━━━━━ Entries shown

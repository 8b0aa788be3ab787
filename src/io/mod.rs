//! I/O utilities for exporting timelines and daily logs.

pub mod export;
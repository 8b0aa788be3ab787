//! REST API for the trip planner.
//!
//! Provides two endpoints:
//! - `POST /api/plan-trip/` — runs the full planning pipeline and returns
//!   the route, HOS timeline, daily logs, stops, and summary
//! - `GET /api/health/` — liveness check

mod handlers;
mod types;

use std::net::SocketAddr;
use std::sync::Arc;

use axum::Router;
use axum::routing::{get, post};

use crate::planner::TripPlanner;

pub use types::{ErrorResponse, HealthResponse, PlanTripRequest, ValidationError};

/// Immutable application state shared across all request handlers.
///
/// Constructed once at startup and wrapped in `Arc` — no locks needed, the
/// planner itself holds no mutable state.
pub struct AppState {
    pub planner: TripPlanner,
}

/// Builds the axum router with all API routes.
///
/// # Arguments
///
/// * `state` - Shared application state
///
/// # Returns
///
/// Configured `Router` ready to serve.
pub fn router(state: Arc<AppState>) -> Router {
    Router::new()
        .route("/api/plan-trip/", post(handlers::plan_trip))
        .route("/api/health/", get(handlers::health))
        .with_state(state)
}

/// Binds to the given address and serves the API.
///
/// # Arguments
///
/// * `state` - Shared application state
/// * `addr` - Socket address to bind to
///
/// # Panics
///
/// Panics if the TCP listener cannot bind to `addr`.
pub async fn serve(state: Arc<AppState>, addr: SocketAddr) {
    let app = router(state);
    let listener = tokio::net::TcpListener::bind(addr)
        .await
        .unwrap_or_else(|e| panic!("failed to bind to {addr}: {e}"));
    tracing::info!(%addr, "API server listening");
    axum::serve(listener, app)
        .await
        .unwrap_or_else(|e| panic!("server error: {e}"));
}
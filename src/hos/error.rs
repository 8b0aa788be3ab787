//! Simulator-level errors.

use thiserror::Error;

/// Errors the [`crate::hos::Simulator`] can raise.
///
/// The simulator never raises on a legal HOS situation — every rule
/// violation is resolved by inserting an event. These variants cover only
/// malformed inputs and internal bugs.
#[derive(Debug, Error, PartialEq)]
pub enum SimulatorError {
    /// A caller-supplied argument was out of range.
    #[error("invalid input: {0}")]
    InvalidInput(String),

    /// A defensive invariant check failed — a programming error, not a
    /// reachable regulatory state. The HTTP layer reports this as a 500.
    #[error("internal invariant violated: {0}")]
    Bug(String),
}
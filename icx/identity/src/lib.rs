// Copyright 2024 ICX Tools Developers
// SPDX-License-Identifier: MIT

//! ICX key management: recoverable secp256k1 signing, keystore loading and address derivation.

mod address;
mod keystore;
mod signer;

pub use crate::address::Address;
pub use crate::keystore::{key_from_key_store, write_key_store, KeyStoreError};
pub use crate::signer::{
    decode_signature, recover, verify, IcxSigner, PrivateKey, SignerError,
    RECOVERABLE_SIGNATURE_LEN, SIGNATURE_LEN,
};
pub use libsecp256k1::PublicKey;
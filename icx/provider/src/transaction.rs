// Copyright 2024 ICX Tools Developers
// SPDX-License-Identifier: MIT

//! Transaction hashing and signing.
//!
//! A transaction is signed over the SHA3-256 hash of its serialized "phrase":
//! `icx_sendTransaction.` followed by the params with keys in sorted order, every key and value
//! joined with `.`. Nested objects are wrapped in `{}`, arrays in `[]`, a null value is `\0` and
//! the characters `\ { } [ ] .` inside values are escaped with a backslash.

use std::time::{SystemTime, UNIX_EPOCH};

use icx_identity::{IcxSigner, SignerError};
use serde_json::{Map, Value};
use sha3::{Digest, Sha3_256};
use thiserror::Error;

const TX_PHRASE_PREFIX: &str = "icx_sendTransaction";
const SIGNATURE_KEY: &str = "signature";
const EXCLUDED_KEYS: [&str; 3] = [SIGNATURE_KEY, "txHash", "tx_hash"];

pub const DEFAULT_TX_VERSION: &str = "0x3";

#[derive(Debug, Error)]
pub enum TransactionError {
    #[error("transaction params must be a json object")]
    NotAnObject,
    #[error(transparent)]
    Signer(#[from] SignerError),
}

/// Serializes the transaction params into the phrase that is hashed for signing.
pub fn serialize(params: &Value) -> Result<String, TransactionError> {
    let object = params.as_object().ok_or(TransactionError::NotAnObject)?;

    let mut phrase = String::from(TX_PHRASE_PREFIX);
    phrase.push('.');
    encode_object_body(object, &EXCLUDED_KEYS, &mut phrase);
    Ok(phrase)
}

/// The digest a transaction signature is computed over.
pub fn tx_hash(params: &Value) -> Result<[u8; 32], TransactionError> {
    let phrase = serialize(params)?;
    Ok(Sha3_256::digest(phrase.as_bytes()).into())
}

/// Signs the params with `signer` and returns them with the `signature` attached. A missing
/// `from` is set to the signer's address before hashing.
pub fn sign_transaction(signer: &IcxSigner, params: Value) -> Result<Value, TransactionError> {
    let Value::Object(mut object) = params else {
        return Err(TransactionError::NotAnObject);
    };

    object
        .entry("from")
        .or_insert_with(|| Value::String(signer.address().to_string()));

    let mut params = Value::Object(object);
    let hash = tx_hash(&params)?;
    log::debug!("signing transaction with hash 0x{}", hex::encode(hash));

    params[SIGNATURE_KEY] = Value::String(signer.sign(&hash)?);
    Ok(params)
}

/// Fills in `version`, `nid`, `stepLimit` and `timestamp` when the params do not carry them.
pub fn fill_defaults(
    params: &mut Value,
    nid: &str,
    step_limit: &str,
) -> Result<(), TransactionError> {
    let object = params.as_object_mut().ok_or(TransactionError::NotAnObject)?;

    object
        .entry("version")
        .or_insert_with(|| Value::String(DEFAULT_TX_VERSION.to_string()));
    object
        .entry("nid")
        .or_insert_with(|| Value::String(nid.to_string()));
    object
        .entry("stepLimit")
        .or_insert_with(|| Value::String(step_limit.to_string()));
    object
        .entry("timestamp")
        .or_insert_with(|| Value::String(format!("{:#x}", now_micros())));
    Ok(())
}

fn now_micros() -> u128 {
    SystemTime::now()
        .duration_since(UNIX_EPOCH)
        .map(|d| d.as_micros())
        .unwrap_or_default()
}

fn encode_object_body(object: &Map<String, Value>, excluded: &[&str], out: &mut String) {
    let mut keys = object
        .keys()
        .filter(|k| !excluded.contains(&k.as_str()))
        .collect::<Vec<_>>();
    keys.sort();

    for (i, key) in keys.into_iter().enumerate() {
        if i > 0 {
            out.push('.');
        }
        out.push_str(key);
        out.push('.');
        encode_value(&object[key], out);
    }
}

fn encode_value(value: &Value, out: &mut String) {
    match value {
        Value::Null => out.push_str("\\0"),
        Value::Object(object) => {
            out.push('{');
            encode_object_body(object, &[], out);
            out.push('}');
        }
        Value::Array(items) => {
            out.push('[');
            for (i, item) in items.iter().enumerate() {
                if i > 0 {
                    out.push('.');
                }
                encode_value(item, out);
            }
            out.push(']');
        }
        Value::String(s) => escape(s, out),
        Value::Number(n) => escape(&n.to_string(), out),
        Value::Bool(b) => escape(&b.to_string(), out),
    }
}

fn escape(s: &str, out: &mut String) {
    for c in s.chars() {
        if matches!(c, '\\' | '{' | '}' | '[' | ']' | '.') {
            out.push('\\');
        }
        out.push(c);
    }
}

━━━━━━━━━━

=== What to produce ===
The lines above that hold the word "listener" should be found and copied out.

=== Exercise solution ===
/// Panics if the TCP listener cannot bind to `addr`.
    let listener = tokio::net::TcpListener::bind(addr)
    axum::serve(listener, app)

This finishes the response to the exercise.